In 1995 they won the first 2 games on the road of the Western Conference Finals against San Antonio, and they took the first 2 games of the Finals in Orlando. They lost the first 2 games at home in 2008 against Utah. The teams that came back after losing the first 2 games at home each won the next 3, would lose on the road in game 6, and then win game 7 at home.

Saturday, April 20, 2013

Home court trends after game 1



Today marks the start of the 2013 NBA Playoffs. All weekend you will hear about the importance of winning the first game of a playoff series, and it is true that the winner of game 1 wins the series most of the time, but I dug a little deeper. In all, I took the last 241 best of 7 NBA playoff series, which goes back 23 years, here’s what I found:

190 of the 241 teams that won game 1 went on to win the series, which is 78.8%. I then separated the series into two categories: the first being when the home team wins game 1, the second being when to road team wins game 1. Here is what I found:

In the last 241 best of 7 series the home team won game one 181 times. 156 of those teams won the series (86.2%). That’s after 4 of the 13 home teams to win game 1 lost year lost their series.

In the last 241 best of 7 series the road team won game one 60 times. Only 34 of those teams won the series (56.7%).

What is also important to note is that in the last 241 best of seven series, the team with the home court advantage has won 182 times (75.5%).

It’s not hard to figure out why these numbers are the way they are. The team with home court is in most cases the better team. The reason why only 25 teams with home court have lost a series after winning game is that you are asking an inferior team to win 4 of the next 6 games. Its hard enough for those teams to win 3 of 6, as you can see by close to half of the road teams losing a series after winning game 1.

So while its just game 1, and it’s a long series, you can argue that the first game is the most important.
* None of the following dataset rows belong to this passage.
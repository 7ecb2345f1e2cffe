//! Per-run model selection

use std::sync::RwLock;

use literer_tokens::{ModelId, TokenCounter};

use crate::Result;

/// Holds the model selected for one pipeline run.
///
/// Operations take a snapshot with [`ModelContext::selected`] once at entry,
/// so a concurrent [`ModelContext::select`] never mixes models inside a
/// single invocation.
#[derive(Debug)]
pub struct ModelContext {
    selected: RwLock<ModelId>,
}

impl ModelContext {
    pub fn new(model: ModelId) -> Result<Self> {
        TokenCounter::tokenizer_for(&model)?;
        Ok(Self {
            selected: RwLock::new(model),
        })
    }

    /// Snapshot of the currently selected model
    pub fn selected(&self) -> ModelId {
        self.selected
            .read()
            .unwrap_or_else(|poisoned| poisoned.into_inner())
            .clone()
    }

    /// Switch to another model; rejected if it has no known tokenizer
    pub fn select(&self, model: ModelId) -> Result<()> {
        TokenCounter::tokenizer_for(&model)?;
        let mut guard = self
            .selected
            .write()
            .unwrap_or_else(|poisoned| poisoned.into_inner());
        tracing::info!(from = %*guard, to = %model, "Switching model");
        *guard = model;
        Ok(())
    }
}
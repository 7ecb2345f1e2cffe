mod cli;
mod commands;

use anyhow::Result;
use clap::Parser;
use literer_config::Config;

#[tokio::main]
async fn main() -> Result<()> {
    // Initialize tracing (stderr, so stdout stays clean for output)
    tracing_subscriber::fmt()
        .with_env_filter(
            tracing_subscriber::EnvFilter::try_from_default_env()
                .unwrap_or_else(|_| tracing_subscriber::EnvFilter::new("info")),
        )
        .with_writer(std::io::stderr)
        .init();

    let cli = cli::Cli::parse();

    let mut config = match &cli.config {
        Some(path) => Config::load_from(path)?,
        None => Config::load()?,
    };
    let model_override = cli.model.is_some();
    if let Some(model) = cli.model {
        config.model = model;
    }
    tracing::debug!(model = %config.model, budget = config.budget_tokens, "Loaded configuration");

    match cli.command {
        cli::Commands::Keywords { topic, count } => {
            commands::review::keywords(&config, model_override, topic, count).await
        }
        cli::Commands::Papers(args) => commands::review::papers(&config, args).await,
        cli::Commands::Review(args) => commands::review::review(&config, model_override, args).await,
        cli::Commands::Feedback(args) => {
            commands::feedback::feedback(&config, model_override, args).await
        }
        cli::Commands::Chunks { file, tokens } => commands::feedback::chunks(&config, file, tokens),
        cli::Commands::Journals { field, all } => commands::journals::journals(&field, all),
        cli::Commands::Models => commands::journals::models(&config).await,
        cli::Commands::Completions { shell } => {
            commands::completions(shell);
            Ok(())
        }
    }
}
It sets the tone for the rest of the series.

Tuesday, January 8, 2013

NFL Home Field Trends: Divisional Playoff Round



After the home teams went 3-1 on Wild Card Weekend, lets examine the importance of home field in divisional round, as the top two teams in each conference enter the fray. This is the 23rd season that the NFL has had this exact playoff format. Teams that have home field in the divisional round are 65-23, which means that on average home teams go 3-1, which is what happened last season. In the last 6 years, home teams are just 15-13, so the first 15 years of this format the home teams were winning at an 83% clip. Anyways, all 4 home teams have won 6 times, and no more than 2 road teams have won 4 times, all 4 have happened in the last 6 years. 4 years ago was the first time that more than 2 home teams have ever lost during one weekend in this round. Here it is broken down further:

#1 Seed AFC- 13-9
#2 Seed AFC- 16-6
#1 Seed NFC- 18-4
#2 Seed NFC- 18-4

3 of the 9 teams that have lost as the #1 seed in the AFC have been coached by Marty Schottenheimer.

AFC # 1 seeds that played on Saturday went 10-3, they went 4-6 on Sunday.
Home teams are 36-8 (.818) on Saturday, 29-15 on Sunday (.659)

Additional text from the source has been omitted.